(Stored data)

○ ○ ○ ○ ○ ○ ○

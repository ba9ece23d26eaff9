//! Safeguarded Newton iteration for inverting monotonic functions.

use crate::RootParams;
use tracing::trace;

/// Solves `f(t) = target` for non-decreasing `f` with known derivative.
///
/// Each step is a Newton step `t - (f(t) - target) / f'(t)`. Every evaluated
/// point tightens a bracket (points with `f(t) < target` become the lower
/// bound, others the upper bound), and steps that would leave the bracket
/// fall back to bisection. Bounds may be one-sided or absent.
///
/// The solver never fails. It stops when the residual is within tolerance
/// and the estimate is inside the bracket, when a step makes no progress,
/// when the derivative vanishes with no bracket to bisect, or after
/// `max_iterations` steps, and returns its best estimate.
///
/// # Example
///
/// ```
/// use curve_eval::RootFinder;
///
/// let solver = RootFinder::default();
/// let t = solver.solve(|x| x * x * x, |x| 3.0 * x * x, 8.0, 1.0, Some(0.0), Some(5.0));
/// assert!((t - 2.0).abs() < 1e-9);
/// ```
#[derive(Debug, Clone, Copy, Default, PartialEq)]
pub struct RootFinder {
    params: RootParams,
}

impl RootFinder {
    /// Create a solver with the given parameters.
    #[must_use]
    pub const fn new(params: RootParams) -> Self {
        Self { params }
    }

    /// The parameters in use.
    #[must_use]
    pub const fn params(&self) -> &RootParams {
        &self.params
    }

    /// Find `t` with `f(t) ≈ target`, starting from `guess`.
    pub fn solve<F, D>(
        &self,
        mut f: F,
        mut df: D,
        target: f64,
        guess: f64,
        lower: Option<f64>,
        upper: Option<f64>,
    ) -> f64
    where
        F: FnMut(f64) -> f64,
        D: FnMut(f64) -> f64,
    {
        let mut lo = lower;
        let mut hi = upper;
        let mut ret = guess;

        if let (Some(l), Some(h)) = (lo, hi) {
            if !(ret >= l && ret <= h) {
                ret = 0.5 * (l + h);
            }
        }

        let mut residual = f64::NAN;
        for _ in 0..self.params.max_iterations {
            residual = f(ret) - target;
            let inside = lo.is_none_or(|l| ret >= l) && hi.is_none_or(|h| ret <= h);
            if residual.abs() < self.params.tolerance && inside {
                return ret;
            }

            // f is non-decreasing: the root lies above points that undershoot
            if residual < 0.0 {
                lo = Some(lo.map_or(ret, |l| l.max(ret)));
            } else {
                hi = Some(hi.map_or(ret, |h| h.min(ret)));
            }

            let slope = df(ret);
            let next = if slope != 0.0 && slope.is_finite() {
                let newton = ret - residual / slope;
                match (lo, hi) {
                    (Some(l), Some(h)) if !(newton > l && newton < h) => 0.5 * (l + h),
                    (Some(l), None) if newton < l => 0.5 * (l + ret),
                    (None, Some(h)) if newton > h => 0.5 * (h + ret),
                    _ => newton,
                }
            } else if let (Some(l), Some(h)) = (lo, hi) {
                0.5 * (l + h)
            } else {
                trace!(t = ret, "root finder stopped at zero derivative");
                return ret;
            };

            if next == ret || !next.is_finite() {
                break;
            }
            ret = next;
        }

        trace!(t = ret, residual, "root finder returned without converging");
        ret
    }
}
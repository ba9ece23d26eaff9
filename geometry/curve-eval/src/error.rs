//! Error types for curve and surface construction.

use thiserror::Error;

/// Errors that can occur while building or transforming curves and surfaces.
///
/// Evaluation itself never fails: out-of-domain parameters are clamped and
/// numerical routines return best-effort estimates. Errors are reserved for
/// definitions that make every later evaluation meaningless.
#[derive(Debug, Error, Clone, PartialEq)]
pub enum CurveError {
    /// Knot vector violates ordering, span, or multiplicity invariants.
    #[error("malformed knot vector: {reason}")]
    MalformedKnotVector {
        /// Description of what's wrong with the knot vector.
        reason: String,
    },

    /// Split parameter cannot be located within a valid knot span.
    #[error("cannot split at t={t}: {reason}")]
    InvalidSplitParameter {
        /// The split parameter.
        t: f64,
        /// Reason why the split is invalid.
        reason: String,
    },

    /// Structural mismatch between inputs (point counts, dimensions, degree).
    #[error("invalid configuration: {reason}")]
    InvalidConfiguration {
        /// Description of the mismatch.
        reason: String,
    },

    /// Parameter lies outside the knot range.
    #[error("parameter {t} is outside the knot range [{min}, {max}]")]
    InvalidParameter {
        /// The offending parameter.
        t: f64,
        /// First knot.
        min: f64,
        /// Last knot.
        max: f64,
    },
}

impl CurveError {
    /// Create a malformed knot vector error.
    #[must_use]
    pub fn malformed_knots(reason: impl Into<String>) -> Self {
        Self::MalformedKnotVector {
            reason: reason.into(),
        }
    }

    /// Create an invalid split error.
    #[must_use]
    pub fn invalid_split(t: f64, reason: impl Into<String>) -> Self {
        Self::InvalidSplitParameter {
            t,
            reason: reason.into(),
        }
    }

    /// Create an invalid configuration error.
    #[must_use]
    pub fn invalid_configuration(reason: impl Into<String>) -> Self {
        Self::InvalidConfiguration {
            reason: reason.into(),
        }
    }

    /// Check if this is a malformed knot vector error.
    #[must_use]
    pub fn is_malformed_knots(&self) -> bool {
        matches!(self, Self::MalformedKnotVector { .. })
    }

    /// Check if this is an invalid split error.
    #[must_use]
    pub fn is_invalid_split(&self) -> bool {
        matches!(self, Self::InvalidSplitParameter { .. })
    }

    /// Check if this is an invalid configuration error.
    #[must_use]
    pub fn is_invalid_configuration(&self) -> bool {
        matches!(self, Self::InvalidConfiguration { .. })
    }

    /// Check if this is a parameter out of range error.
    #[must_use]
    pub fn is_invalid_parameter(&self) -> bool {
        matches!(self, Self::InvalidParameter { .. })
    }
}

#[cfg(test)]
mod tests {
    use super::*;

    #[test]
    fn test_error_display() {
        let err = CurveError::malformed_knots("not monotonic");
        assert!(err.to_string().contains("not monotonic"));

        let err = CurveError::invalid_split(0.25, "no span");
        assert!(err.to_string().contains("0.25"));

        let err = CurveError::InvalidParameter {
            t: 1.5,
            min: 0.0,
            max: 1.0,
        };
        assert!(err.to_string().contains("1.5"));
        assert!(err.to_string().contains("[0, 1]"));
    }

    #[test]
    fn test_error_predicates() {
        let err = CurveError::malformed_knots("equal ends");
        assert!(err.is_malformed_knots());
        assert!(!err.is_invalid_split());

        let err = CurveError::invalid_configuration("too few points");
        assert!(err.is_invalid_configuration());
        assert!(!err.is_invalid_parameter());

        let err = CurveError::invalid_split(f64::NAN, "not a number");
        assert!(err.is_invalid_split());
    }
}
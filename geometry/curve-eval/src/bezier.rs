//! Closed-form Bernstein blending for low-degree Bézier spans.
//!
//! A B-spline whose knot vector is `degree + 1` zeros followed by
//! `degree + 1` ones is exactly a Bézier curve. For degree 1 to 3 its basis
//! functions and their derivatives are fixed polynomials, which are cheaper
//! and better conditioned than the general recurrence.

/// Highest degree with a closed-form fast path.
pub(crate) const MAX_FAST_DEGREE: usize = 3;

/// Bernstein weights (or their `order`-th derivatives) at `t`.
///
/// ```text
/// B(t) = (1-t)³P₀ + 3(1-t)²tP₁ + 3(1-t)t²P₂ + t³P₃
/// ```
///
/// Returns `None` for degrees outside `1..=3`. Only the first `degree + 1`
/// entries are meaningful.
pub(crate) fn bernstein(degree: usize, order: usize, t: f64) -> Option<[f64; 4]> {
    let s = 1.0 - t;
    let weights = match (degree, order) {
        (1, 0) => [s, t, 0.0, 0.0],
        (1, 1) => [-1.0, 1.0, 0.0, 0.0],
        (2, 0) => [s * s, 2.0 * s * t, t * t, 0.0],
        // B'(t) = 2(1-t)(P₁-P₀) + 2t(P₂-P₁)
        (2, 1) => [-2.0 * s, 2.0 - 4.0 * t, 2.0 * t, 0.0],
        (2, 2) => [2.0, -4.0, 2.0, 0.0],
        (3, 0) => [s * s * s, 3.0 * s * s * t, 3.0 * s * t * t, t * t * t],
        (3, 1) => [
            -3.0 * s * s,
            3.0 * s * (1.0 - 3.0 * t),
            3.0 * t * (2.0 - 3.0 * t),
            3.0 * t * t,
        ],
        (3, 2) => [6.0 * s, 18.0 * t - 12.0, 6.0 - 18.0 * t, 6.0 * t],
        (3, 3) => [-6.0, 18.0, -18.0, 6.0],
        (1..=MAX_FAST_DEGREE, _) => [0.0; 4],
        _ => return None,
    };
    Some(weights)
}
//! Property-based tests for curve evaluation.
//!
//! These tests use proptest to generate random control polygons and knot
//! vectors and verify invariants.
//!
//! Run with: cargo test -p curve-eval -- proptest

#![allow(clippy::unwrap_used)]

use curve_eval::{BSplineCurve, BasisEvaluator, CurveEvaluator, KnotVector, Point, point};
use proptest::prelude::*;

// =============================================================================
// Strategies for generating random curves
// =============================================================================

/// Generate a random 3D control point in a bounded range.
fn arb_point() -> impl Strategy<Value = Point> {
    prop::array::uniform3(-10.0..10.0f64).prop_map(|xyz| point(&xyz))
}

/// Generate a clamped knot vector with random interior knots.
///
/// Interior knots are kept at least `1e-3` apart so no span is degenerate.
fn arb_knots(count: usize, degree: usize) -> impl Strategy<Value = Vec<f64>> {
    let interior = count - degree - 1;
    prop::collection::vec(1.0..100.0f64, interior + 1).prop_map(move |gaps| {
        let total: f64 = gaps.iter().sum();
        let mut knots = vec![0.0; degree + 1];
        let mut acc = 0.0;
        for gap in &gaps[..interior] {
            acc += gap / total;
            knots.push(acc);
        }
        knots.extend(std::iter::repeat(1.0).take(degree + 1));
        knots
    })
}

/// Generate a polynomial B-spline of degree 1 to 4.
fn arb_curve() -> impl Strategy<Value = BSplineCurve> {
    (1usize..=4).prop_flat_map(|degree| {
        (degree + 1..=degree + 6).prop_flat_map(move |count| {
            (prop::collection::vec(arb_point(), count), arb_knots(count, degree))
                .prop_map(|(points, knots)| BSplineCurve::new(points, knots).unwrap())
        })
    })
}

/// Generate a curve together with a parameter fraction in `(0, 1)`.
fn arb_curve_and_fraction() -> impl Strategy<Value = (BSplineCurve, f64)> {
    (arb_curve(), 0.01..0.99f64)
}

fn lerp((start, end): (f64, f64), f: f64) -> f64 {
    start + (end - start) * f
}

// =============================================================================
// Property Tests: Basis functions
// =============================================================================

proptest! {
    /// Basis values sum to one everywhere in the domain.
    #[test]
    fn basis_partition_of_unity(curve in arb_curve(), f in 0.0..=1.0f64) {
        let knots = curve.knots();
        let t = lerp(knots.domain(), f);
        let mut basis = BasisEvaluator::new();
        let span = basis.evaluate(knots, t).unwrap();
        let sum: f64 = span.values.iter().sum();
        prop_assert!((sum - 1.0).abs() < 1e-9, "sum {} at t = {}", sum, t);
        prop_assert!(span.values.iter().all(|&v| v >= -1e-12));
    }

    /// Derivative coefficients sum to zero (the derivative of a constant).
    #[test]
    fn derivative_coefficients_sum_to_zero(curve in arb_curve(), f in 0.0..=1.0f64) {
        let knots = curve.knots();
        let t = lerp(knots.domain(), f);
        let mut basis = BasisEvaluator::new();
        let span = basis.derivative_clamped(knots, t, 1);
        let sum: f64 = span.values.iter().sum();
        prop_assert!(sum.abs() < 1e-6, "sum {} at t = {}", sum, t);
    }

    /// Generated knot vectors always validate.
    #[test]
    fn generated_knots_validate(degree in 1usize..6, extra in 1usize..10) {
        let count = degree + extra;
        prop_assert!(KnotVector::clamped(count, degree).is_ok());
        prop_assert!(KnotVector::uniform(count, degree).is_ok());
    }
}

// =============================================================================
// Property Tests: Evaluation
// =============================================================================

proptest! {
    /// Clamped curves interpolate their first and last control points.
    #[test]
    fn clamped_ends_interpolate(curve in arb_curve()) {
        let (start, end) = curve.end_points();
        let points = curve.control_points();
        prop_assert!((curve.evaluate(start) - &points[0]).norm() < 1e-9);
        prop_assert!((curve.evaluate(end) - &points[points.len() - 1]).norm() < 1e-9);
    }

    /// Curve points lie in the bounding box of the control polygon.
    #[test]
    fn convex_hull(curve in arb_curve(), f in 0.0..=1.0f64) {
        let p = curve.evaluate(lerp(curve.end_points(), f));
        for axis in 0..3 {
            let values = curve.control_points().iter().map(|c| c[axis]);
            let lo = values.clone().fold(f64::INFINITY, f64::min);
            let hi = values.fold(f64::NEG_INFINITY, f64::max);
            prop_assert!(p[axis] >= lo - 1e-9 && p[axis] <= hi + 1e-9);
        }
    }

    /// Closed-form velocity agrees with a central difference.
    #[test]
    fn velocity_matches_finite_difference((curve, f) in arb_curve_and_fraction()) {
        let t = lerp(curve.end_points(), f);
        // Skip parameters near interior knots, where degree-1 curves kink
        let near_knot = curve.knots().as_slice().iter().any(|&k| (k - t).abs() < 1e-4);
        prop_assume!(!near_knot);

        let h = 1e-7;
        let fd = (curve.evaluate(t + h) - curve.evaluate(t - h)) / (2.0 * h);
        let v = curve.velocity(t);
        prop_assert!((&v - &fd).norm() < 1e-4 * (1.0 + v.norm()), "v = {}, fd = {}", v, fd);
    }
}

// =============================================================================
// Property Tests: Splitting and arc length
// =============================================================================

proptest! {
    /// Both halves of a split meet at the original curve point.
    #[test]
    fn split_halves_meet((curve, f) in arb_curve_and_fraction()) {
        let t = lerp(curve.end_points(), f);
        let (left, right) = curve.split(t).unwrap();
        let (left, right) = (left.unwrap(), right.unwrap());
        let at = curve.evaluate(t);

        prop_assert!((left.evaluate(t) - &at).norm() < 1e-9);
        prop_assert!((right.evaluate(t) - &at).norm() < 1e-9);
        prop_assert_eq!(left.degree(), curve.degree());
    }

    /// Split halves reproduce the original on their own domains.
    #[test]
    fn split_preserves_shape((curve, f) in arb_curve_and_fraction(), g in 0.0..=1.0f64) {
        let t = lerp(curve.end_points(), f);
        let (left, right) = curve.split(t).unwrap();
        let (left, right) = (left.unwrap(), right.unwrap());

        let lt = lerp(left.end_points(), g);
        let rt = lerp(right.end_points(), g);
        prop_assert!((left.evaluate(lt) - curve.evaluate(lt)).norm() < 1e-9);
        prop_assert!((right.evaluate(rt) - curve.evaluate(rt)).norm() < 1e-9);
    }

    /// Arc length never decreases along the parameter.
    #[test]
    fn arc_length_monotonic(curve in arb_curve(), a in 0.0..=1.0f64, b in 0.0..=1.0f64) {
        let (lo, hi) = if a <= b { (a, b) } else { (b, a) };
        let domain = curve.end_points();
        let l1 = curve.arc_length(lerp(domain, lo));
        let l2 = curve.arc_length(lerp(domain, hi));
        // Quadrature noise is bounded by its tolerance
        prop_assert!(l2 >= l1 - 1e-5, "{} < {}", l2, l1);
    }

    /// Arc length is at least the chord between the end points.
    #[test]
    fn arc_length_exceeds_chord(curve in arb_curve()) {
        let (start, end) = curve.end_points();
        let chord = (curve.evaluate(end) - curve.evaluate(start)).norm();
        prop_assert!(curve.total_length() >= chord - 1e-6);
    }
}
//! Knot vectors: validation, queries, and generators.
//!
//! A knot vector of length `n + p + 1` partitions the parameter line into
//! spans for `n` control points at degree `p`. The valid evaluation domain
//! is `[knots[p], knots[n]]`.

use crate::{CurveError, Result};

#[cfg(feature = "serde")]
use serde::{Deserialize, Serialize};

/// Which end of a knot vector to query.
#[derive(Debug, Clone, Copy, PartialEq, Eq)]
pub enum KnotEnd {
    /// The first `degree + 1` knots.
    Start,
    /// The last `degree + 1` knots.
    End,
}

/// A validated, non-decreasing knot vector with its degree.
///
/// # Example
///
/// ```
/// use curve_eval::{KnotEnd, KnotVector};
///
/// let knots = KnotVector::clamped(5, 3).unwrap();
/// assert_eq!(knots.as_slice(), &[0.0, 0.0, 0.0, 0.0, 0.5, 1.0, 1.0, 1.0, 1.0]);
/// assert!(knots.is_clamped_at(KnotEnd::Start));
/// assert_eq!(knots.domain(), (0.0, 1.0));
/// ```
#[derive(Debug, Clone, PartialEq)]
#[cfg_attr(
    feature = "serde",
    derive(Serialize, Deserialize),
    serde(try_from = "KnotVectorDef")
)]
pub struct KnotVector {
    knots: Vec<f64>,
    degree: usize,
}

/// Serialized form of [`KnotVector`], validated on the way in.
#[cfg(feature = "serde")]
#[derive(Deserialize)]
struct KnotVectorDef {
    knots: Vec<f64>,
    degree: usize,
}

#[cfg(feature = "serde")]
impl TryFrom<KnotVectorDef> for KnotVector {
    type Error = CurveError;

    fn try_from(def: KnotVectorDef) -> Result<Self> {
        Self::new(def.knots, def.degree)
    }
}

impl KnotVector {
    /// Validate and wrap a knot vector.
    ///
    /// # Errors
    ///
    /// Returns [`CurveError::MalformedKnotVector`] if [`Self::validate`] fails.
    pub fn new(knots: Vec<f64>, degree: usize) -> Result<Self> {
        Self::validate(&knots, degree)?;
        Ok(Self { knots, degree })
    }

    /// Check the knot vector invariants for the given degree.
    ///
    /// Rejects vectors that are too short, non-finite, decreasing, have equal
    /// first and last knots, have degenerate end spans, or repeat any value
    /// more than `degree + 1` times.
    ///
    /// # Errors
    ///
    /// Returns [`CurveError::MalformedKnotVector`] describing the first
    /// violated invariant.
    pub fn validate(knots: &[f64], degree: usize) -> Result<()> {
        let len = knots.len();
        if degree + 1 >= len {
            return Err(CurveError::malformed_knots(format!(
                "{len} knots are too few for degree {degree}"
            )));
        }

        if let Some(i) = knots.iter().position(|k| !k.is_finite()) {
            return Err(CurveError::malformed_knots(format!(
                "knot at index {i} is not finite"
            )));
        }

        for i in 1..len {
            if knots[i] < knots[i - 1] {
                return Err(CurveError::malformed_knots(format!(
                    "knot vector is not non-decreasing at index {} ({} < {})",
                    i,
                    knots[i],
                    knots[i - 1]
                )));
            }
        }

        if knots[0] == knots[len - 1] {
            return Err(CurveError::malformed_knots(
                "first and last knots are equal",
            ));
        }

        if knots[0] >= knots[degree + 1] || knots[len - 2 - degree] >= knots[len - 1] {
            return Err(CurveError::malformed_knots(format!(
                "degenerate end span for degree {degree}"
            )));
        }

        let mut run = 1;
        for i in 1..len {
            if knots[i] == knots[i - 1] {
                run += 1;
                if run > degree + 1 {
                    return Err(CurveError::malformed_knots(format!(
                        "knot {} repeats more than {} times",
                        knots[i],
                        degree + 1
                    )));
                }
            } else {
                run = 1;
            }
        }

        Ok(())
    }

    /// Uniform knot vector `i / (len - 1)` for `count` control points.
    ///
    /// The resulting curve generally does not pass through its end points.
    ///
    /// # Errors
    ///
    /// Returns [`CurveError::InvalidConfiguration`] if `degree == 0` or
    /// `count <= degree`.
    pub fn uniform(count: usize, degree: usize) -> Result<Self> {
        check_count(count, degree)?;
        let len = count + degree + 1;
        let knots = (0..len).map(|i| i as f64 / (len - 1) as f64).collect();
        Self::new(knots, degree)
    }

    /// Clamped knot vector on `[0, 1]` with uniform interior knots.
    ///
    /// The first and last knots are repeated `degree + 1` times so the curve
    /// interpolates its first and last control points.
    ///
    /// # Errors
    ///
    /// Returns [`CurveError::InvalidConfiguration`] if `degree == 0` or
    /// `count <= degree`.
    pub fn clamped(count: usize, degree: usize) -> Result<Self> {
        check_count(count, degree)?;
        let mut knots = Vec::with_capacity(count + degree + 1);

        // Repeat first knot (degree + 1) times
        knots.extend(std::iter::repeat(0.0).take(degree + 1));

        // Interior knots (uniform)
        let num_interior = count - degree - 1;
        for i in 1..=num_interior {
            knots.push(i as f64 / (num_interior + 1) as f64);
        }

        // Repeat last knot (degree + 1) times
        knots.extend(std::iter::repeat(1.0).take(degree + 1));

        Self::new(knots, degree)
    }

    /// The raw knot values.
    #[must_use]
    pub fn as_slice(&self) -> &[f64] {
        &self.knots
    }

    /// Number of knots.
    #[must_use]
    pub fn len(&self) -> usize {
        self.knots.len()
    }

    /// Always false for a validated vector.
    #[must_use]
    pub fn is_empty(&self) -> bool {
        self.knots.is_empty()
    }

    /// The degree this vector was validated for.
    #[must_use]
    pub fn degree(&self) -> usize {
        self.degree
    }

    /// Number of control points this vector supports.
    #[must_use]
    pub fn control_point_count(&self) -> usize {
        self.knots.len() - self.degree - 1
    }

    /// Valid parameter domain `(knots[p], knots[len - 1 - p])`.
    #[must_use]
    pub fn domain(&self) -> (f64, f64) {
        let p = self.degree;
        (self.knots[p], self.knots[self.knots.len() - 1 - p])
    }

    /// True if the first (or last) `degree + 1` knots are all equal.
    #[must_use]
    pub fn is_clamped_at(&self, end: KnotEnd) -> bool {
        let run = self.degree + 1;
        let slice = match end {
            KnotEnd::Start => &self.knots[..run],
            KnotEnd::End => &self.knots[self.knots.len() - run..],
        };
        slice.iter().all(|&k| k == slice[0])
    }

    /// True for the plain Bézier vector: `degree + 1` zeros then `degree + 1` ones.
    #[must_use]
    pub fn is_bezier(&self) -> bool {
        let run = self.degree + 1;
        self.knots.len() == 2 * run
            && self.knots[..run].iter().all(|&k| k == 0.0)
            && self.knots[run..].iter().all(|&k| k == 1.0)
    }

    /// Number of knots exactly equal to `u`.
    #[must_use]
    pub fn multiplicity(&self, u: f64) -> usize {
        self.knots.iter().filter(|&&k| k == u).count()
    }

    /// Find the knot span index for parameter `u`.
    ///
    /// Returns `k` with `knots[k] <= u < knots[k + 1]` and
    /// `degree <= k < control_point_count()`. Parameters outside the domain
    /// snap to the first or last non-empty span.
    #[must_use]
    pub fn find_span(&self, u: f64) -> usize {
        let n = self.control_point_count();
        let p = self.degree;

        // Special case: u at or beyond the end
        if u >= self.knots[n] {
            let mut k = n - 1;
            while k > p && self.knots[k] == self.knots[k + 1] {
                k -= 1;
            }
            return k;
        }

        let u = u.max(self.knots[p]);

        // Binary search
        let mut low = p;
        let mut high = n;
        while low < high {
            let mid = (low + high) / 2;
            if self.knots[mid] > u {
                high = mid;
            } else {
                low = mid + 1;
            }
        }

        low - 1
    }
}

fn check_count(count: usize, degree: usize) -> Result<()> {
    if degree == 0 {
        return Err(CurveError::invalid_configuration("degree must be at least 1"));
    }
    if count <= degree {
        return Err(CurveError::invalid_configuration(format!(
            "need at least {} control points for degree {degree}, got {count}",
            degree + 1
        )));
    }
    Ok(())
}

○ ○ ○ ○ ○ ○ ○

_What is needed_
Please transcribe the data above without changes, from its first line to its "Each step is" line, and leave out anything past that.

_Answer to the problem_
repository ba9ece23d26eaff9
//! Safeguarded Newton iteration for inverting monotonic functions.

use crate::RootParams;
use tracing::trace;

/// Solves `f(t) = target` for non-decreasing `f` with known derivative.
///
/// Each step is a Newton step `t - (f(t) - target) / f'(t)`. Every evaluated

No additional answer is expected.